#### [What you should do]
From the records below, print exactly the lines starting at the one containing "filename crates/keyward-api-devices/src/router.rs" and ending at the one containing "a preauthorized set", ends included, and nothing else.

:: Dataset excerpts ::

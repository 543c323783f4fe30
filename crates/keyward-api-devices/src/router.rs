//! Router configuration for the management API surface.

use std::sync::Arc;

use axum::{
    routing::{get, post, put},
    Router,
};
use keyward_store::DeviceRegistry;
use keyward_tenant::TenantResolver;

use crate::handlers::{
    change_status_handler, decision_handler, get_device_handler, list_devices_handler,
    preauthorize_handler,
};
use crate::state::DevicesApiState;

/// Create the management API router.
///
/// Provides:
/// - `GET /devices` - List devices (status filter + pagination)
/// - `GET /devices/{id}` - Fetch a single device
/// - `POST /devices` - Preauthorize an authentication set
/// - `PUT /devices/{id}/status` - Accept a preauthorized set
/// - `POST /devices/{id}/decision` - Admission verdict on a pending set
///
/// ## Authorization
///
/// Caller identity comes from the bearer token (verified upstream by the
/// gateway); its tenant claim is vetted through the injected
/// [`TenantResolver`] and selects the caller's partition.
pub fn devices_router(registry: DeviceRegistry, resolver: Arc<dyn TenantResolver>) -> Router {
    let state = DevicesApiState::new(registry, resolver);

    Router::new()
        .route(
            "/devices",
            get(list_devices_handler).post(preauthorize_handler),
        )
        .route("/devices/:id", get(get_device_handler))
        .route("/devices/:id/status", put(change_status_handler))
        .route("/devices/:id/decision", post(decision_handler))
        .with_state(state)
}
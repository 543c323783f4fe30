//! Tower Layer implementation for tenant middleware.
//!
//! Provides `TenantLayer` for adding tenant context extraction to services.

use crate::config::TenantConfig;
use crate::service::TenantService;
use std::sync::Arc;
use tower_layer::Layer;

/// Tower Layer for tenant context extraction.
///
/// This layer wraps services to automatically extract tenant context from
/// incoming requests and insert it into request extensions.
///
/// # Example
///
/// ```rust,ignore
/// use keyward_tenant::TenantLayer;
/// use axum::Router;
///
/// let app = Router::new()
///     .route("/devices", get(list_devices))
///     .layer(TenantLayer::new());
/// ```
#[derive(Debug, Clone)]
pub struct TenantLayer {
    config: Arc<TenantConfig>,
}

impl TenantLayer {
    /// Create a new `TenantLayer` with default configuration.
    ///
    /// Default configuration:
    /// - Header name: "X-Keyward-Tenant"
    /// - Require tenant: false (unscoped requests use the default partition)
    #[must_use]
    pub fn new() -> Self {
        Self::with_config(TenantConfig::default())
    }

    /// Create a new `TenantLayer` with custom configuration.
    ///
    /// # Example
    ///
    /// ```rust
    /// use keyward_tenant::{TenantConfig, TenantLayer};
    ///
    /// let config = TenantConfig::builder()
    ///     .header_name("X-Org-ID")
    ///     .require_tenant(true)
    ///     .build();
    ///
    /// let layer = TenantLayer::with_config(config);
    /// ```
    #[must_use]
    pub fn with_config(config: TenantConfig) -> Self {
        Self {
            config: Arc::new(config),
        }
    }

    /// Get the configuration.
    #[must_use]
    pub fn config(&self) -> &TenantConfig {
        &self.config
    }
}

impl Default for TenantLayer {
    fn default() -> Self {
        Self::new()
    }
}

impl<S> Layer<S> for TenantLayer {
    type Service = TenantService<S>;

    fn layer(&self, inner: S) -> Self::Service {
        TenantService::new(inner, Arc::clone(&self.config))
    }
}
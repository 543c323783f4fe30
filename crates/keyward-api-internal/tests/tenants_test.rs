//! Integration tests for internal tenant provisioning.

mod common;

use common::{internal_app, send};
use http::{Method, StatusCode};
use keyward_core::TenantId;
use keyward_store::{PartitionKey, SCHEMA_VERSION};
use serde_json::json;

#[tokio::test]
async fn test_create_ok() {
    let (app, registry) = internal_app();

    let (status, body) = send(
        &app,
        Method::POST,
        "/tenants",
        None,
        Some(json!({"tenant_id": "foobar"})),
    )
    .await;

    assert_eq!(status, StatusCode::CREATED);
    assert_eq!(body["partition"], "keyward-foobar");

    // The partition exists and carries its initialization marker.
    let tenant: TenantId = "foobar".parse().unwrap();
    let partition = PartitionKey::for_tenant(&tenant);
    assert!(registry.is_provisioned(&partition));
    let marker = registry.marker(&partition).expect("marker must exist");
    assert_eq!(marker.schema_version, SCHEMA_VERSION);
}

#[tokio::test]
async fn test_create_twice() {
    let (app, registry) = internal_app();

    let (status, _) = send(
        &app,
        Method::POST,
        "/tenants",
        None,
        Some(json!({"tenant_id": "foobar"})),
    )
    .await;
    assert_eq!(status, StatusCode::CREATED);

    let marker_before = registry
        .marker(&PartitionKey::for_tenant(&"foobar".parse().unwrap()))
        .unwrap();

    // Creating once more should not fail
    let (status, _) = send(
        &app,
        Method::POST,
        "/tenants",
        None,
        Some(json!({"tenant_id": "foobar"})),
    )
    .await;
    assert_eq!(status, StatusCode::CREATED);

    // And must not have reseeded the partition.
    let marker_after = registry
        .marker(&PartitionKey::for_tenant(&"foobar".parse().unwrap()))
        .unwrap();
    assert_eq!(marker_before, marker_after);
}

#[tokio::test]
async fn test_create_empty() {
    let (app, registry) = internal_app();

    let (status, body) = send(
        &app,
        Method::POST,
        "/tenants",
        None,
        Some(json!({"tenant_id": ""})),
    )
    .await;

    assert_eq!(status, StatusCode::BAD_REQUEST);
    assert_eq!(body["error"], "validation_error");
    assert!(!registry.is_provisioned(&PartitionKey::default_partition()));
}

#[tokio::test]
async fn test_create_blank() {
    let (app, _registry) = internal_app();

    let (status, _) = send(
        &app,
        Method::POST,
        "/tenants",
        None,
        Some(json!({"tenant_id": "   "})),
    )
    .await;

    assert_eq!(status, StatusCode::BAD_REQUEST);
}
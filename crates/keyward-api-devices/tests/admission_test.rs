//! End-to-end admission flow.
//!
//! Drives the full operator workflow for one tenant across both surfaces:
//! bootstrap five devices, review two of them, preauthorize a sixth
//! identity, then accept it and watch the device view follow along.

mod common;

use common::{apps, first_set_id, get_all_devices, make_user_token, send};
use http::{Method, StatusCode};
use serde_json::json;

#[tokio::test]
async fn test_full_admission_flow() {
    let (management, internal, _) = apps();
    let tenant = "acme";
    let token = make_user_token("operator", Some(tenant));

    // Bootstrap 5 devices.
    for n in 0..5 {
        let (status, body) = send(
            &internal,
            Method::POST,
            "/devices",
            None,
            Some(tenant),
            Some(json!({
                "identity_data": format!(r#"{{"mac":"00:00:00:00:00:0{n}"}}"#),
                "public_key": format!("key-{n}"),
            })),
        )
        .await;
        assert_eq!(status, StatusCode::CREATED);
        assert_eq!(body["status"], "pending");
    }

    // All five are pending.
    let devices = get_all_devices(&management, Some(&token)).await;
    assert_eq!(devices.len(), 5);
    assert!(devices.iter().all(|d| d["status"] == "pending"));

    // Review: accept device[0], reject device[3].
    for (index, verdict) in [(0, "accepted"), (3, "rejected")] {
        let set_id = first_set_id(&devices[index]);
        let (status, body) = send(
            &management,
            Method::POST,
            &format!("/devices/{set_id}/decision"),
            Some(&token),
            None,
            Some(json!({"status": verdict})),
        )
        .await;
        assert_eq!(status, StatusCode::OK);
        assert_eq!(body["status"], verdict);
    }

    // Preauthorize one new identity.
    let (status, _) = send(
        &management,
        Method::POST,
        "/devices",
        Some(&token),
        None,
        Some(json!({
            "identity_data": r#"{"mac":"preauth-mac"}"#,
            "public_key": "preauth-key",
        })),
    )
    .await;
    assert_eq!(status, StatusCode::CREATED);

    // Six devices now; exactly one preauthorized.
    let devices = get_all_devices(&management, Some(&token)).await;
    assert_eq!(devices.len(), 6);
    let preauth: Vec<_> = devices
        .iter()
        .filter(|d| d["status"] == "preauthorized")
        .cloned()
        .collect();
    assert_eq!(preauth.len(), 1);

    // Accept the preauthorized set through the internal surface.
    let set_id = first_set_id(&preauth[0]);
    let (status, body) = send(
        &internal,
        Method::PUT,
        &format!("/devices/{set_id}/status"),
        None,
        Some(tenant),
        Some(json!({"status": "accepted"})),
    )
    .await;
    assert_eq!(status, StatusCode::OK);
    assert_eq!(body["status"], "accepted");

    // The change is visible in the very next device query.
    let devices = get_all_devices(&management, Some(&token)).await;
    let accepted: Vec<_> = devices
        .iter()
        .filter(|d| d["id"] == preauth[0]["id"] && d["status"] == "accepted")
        .collect();
    assert_eq!(accepted.len(), 1);
    assert_eq!(
        devices
            .iter()
            .filter(|d| d["status"] == "preauthorized")
            .count(),
        0
    );
}

#[tokio::test]
async fn test_bootstrap_resubmission_is_idempotent() {
    let (management, internal, _) = apps();
    let tenant = "acme";
    let token = make_user_token("operator", Some(tenant));

    let request = json!({
        "identity_data": r#"{"mac":"aa:bb:cc:dd:ee:ff"}"#,
        "public_key": "key-1",
    });

    let (status, first) = send(
        &internal,
        Method::POST,
        "/devices",
        None,
        Some(tenant),
        Some(request.clone()),
    )
    .await;
    assert_eq!(status, StatusCode::CREATED);

    // Same identity and key again: same set, nothing new created.
    let (status, second) = send(
        &internal,
        Method::POST,
        "/devices",
        None,
        Some(tenant),
        Some(request),
    )
    .await;
    assert_eq!(status, StatusCode::OK);
    assert_eq!(second["id"], first["id"]);

    let devices = get_all_devices(&management, Some(&token)).await;
    assert_eq!(devices.len(), 1);
    assert_eq!(devices[0]["auth_sets"].as_array().unwrap().len(), 1);
}

#[tokio::test]
async fn test_rebootstrap_with_new_key_adds_set_to_same_device() {
    let (management, internal, _) = apps();
    let tenant = "acme";
    let token = make_user_token("operator", Some(tenant));

    for key in ["key-old", "key-new"] {
        let (status, _) = send(
            &internal,
            Method::POST,
            "/devices",
            None,
            Some(tenant),
            Some(json!({
                "identity_data": r#"{"mac":"aa:bb:cc:dd:ee:ff"}"#,
                "public_key": key,
            })),
        )
        .await;
        assert_eq!(status, StatusCode::CREATED);
    }

    // One device, two authentication sets.
    let devices = get_all_devices(&management, Some(&token)).await;
    assert_eq!(devices.len(), 1);
    assert_eq!(devices[0]["auth_sets"].as_array().unwrap().len(), 2);
    assert_eq!(devices[0]["status"], "pending");
}
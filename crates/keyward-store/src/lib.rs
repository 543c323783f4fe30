//! # keyward-store
//!
//! Partition-per-tenant authentication-set registry.
//!
//! Every tenant gets its own logical partition, named deterministically
//! from the tenant id. A partition holds the tenant's authentication sets
//! plus an initialization marker proving the partition was provisioned.
//! Operations on different tenants never share mutable state: the registry
//! is one map of independently locked partitions, indexed first by tenant,
//! then by set id.
//!
//! # Example
//!
//! ```
//! use keyward_core::{AuthStatus, TenantId};
//! use keyward_store::{DeviceRegistry, PartitionKey};
//!
//! let registry = DeviceRegistry::new();
//! let tenant: TenantId = "acme".parse().unwrap();
//! let partition = PartitionKey::for_tenant(&tenant);
//!
//! // Operator preauthorizes a device ahead of its first request.
//! let set = registry
//!     .preauthorize(&partition, r#"{"mac":"aa:bb"}"#, "preauth-key")
//!     .unwrap();
//! assert_eq!(set.status, AuthStatus::Preauthorized);
//!
//! // Accepting flips it; devices in other partitions are unaffected.
//! let set = registry
//!     .change_status(&partition, set.id, AuthStatus::Accepted)
//!     .unwrap();
//! assert_eq!(set.status, AuthStatus::Accepted);
//! ```

pub mod auth_set;
pub mod device;
pub mod error;
pub mod partition;
pub mod registry;

pub use auth_set::AuthSet;
pub use device::{Device, DeviceFilter};
pub use error::StoreError;
pub use partition::{InitMarker, PartitionKey, SCHEMA_VERSION};
pub use registry::{DeviceRegistry, ProvisionOutcome, SubmitOutcome};
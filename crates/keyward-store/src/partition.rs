//! Tenant partition naming and initialization.
//!
//! Each tenant's data lives in its own partition, named deterministically
//! from the tenant id so any component can locate it without a lookup
//! table. The unscoped (single-tenant) deployment uses the base partition
//! name.

use chrono::{DateTime, Utc};
use keyward_core::TenantId;
use serde::{Deserialize, Serialize};
use std::fmt;

/// Base name of the default partition, used when a call carries no tenant
/// scope. Tenant partitions are `{base}-{tenant_id}`.
const PARTITION_BASE: &str = "keyward";

/// Current schema version written into every initialization marker.
pub const SCHEMA_VERSION: u32 = 1;

/// Deterministic name of a tenant's isolated partition.
///
/// `PartitionKey` is passed explicitly through every registry call rather
/// than being ambient state, so isolation stays provable in tests.
///
/// # Example
///
/// ```
/// use keyward_core::TenantId;
/// use keyward_store::PartitionKey;
///
/// let tenant: TenantId = "foobar".parse().unwrap();
/// assert_eq!(PartitionKey::for_tenant(&tenant).name(), "keyward-foobar");
/// assert_eq!(PartitionKey::default_partition().name(), "keyward");
/// ```
#[derive(Debug, Clone, PartialEq, Eq, Hash, Serialize, Deserialize)]
#[serde(transparent)]
pub struct PartitionKey(String);

impl PartitionKey {
    /// The partition for a tenant, named `keyward-{tenant_id}`.
    #[must_use]
    pub fn for_tenant(tenant: &TenantId) -> Self {
        Self(format!("{PARTITION_BASE}-{tenant}"))
    }

    /// The default partition for calls without tenant scope.
    #[must_use]
    pub fn default_partition() -> Self {
        Self(PARTITION_BASE.to_string())
    }

    /// The partition for an optional tenant scope.
    #[must_use]
    pub fn for_scope(tenant: Option<&TenantId>) -> Self {
        match tenant {
            Some(t) => Self::for_tenant(t),
            None => Self::default_partition(),
        }
    }

    /// Returns the partition name.
    #[must_use]
    pub fn name(&self) -> &str {
        &self.0
    }
}

impl fmt::Display for PartitionKey {
    fn fmt(&self, f: &mut fmt::Formatter<'_>) -> fmt::Result {
        write!(f, "{}", self.0)
    }
}

/// Initialization marker seeded into a partition when it is provisioned.
///
/// Downstream consumers check this record to detect that the partition's
/// bookkeeping collections exist; repeated provisioning leaves it untouched.
#[derive(Debug, Clone, Copy, PartialEq, Eq, Serialize, Deserialize)]
pub struct InitMarker {
    /// Schema version the partition was seeded with.
    pub schema_version: u32,
    /// When the partition was first provisioned.
    pub provisioned_at: DateTime<Utc>,
}

impl InitMarker {
    /// Creates a marker for a freshly provisioned partition.
    #[must_use]
    pub fn new() -> Self {
        Self {
            schema_version: SCHEMA_VERSION,
            provisioned_at: Utc::now(),
        }
    }
}

impl Default for InitMarker {
    fn default() -> Self {
        Self::new()
    }
}
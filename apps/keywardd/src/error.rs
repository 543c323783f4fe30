//! Daemon error types.

use thiserror::Error;

/// Errors that can stop the daemon from starting.
#[derive(Debug, Error)]
pub enum DaemonError {
    /// Configuration is invalid.
    #[error("Configuration error: {0}")]
    Config(String),

    /// The listener could not be bound or the server failed.
    #[error("Server error: {0}")]
    Server(#[from] std::io::Error),
}

/// Type alias for daemon results.
pub type DaemonResult<T> = Result<T, DaemonError>;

:::

#### [Answer to this task]
filename crates/keyward-api-devices/src/router.rs
//! Router configuration for the management API surface.

use std::sync::Arc;

use axum::{
    routing::{get, post, put},
    Router,
};
use keyward_store::DeviceRegistry;
use keyward_tenant::TenantResolver;

use crate::handlers::{
    change_status_handler, decision_handler, get_device_handler, list_devices_handler,
    preauthorize_handler,
};
use crate::state::DevicesApiState;

/// Create the management API router.
///
/// Provides:
/// - `GET /devices` - List devices (status filter + pagination)
/// - `GET /devices/{id}` - Fetch a single device
/// - `POST /devices` - Preauthorize an authentication set
/// - `PUT /devices/{id}/status` - Accept a preauthorized set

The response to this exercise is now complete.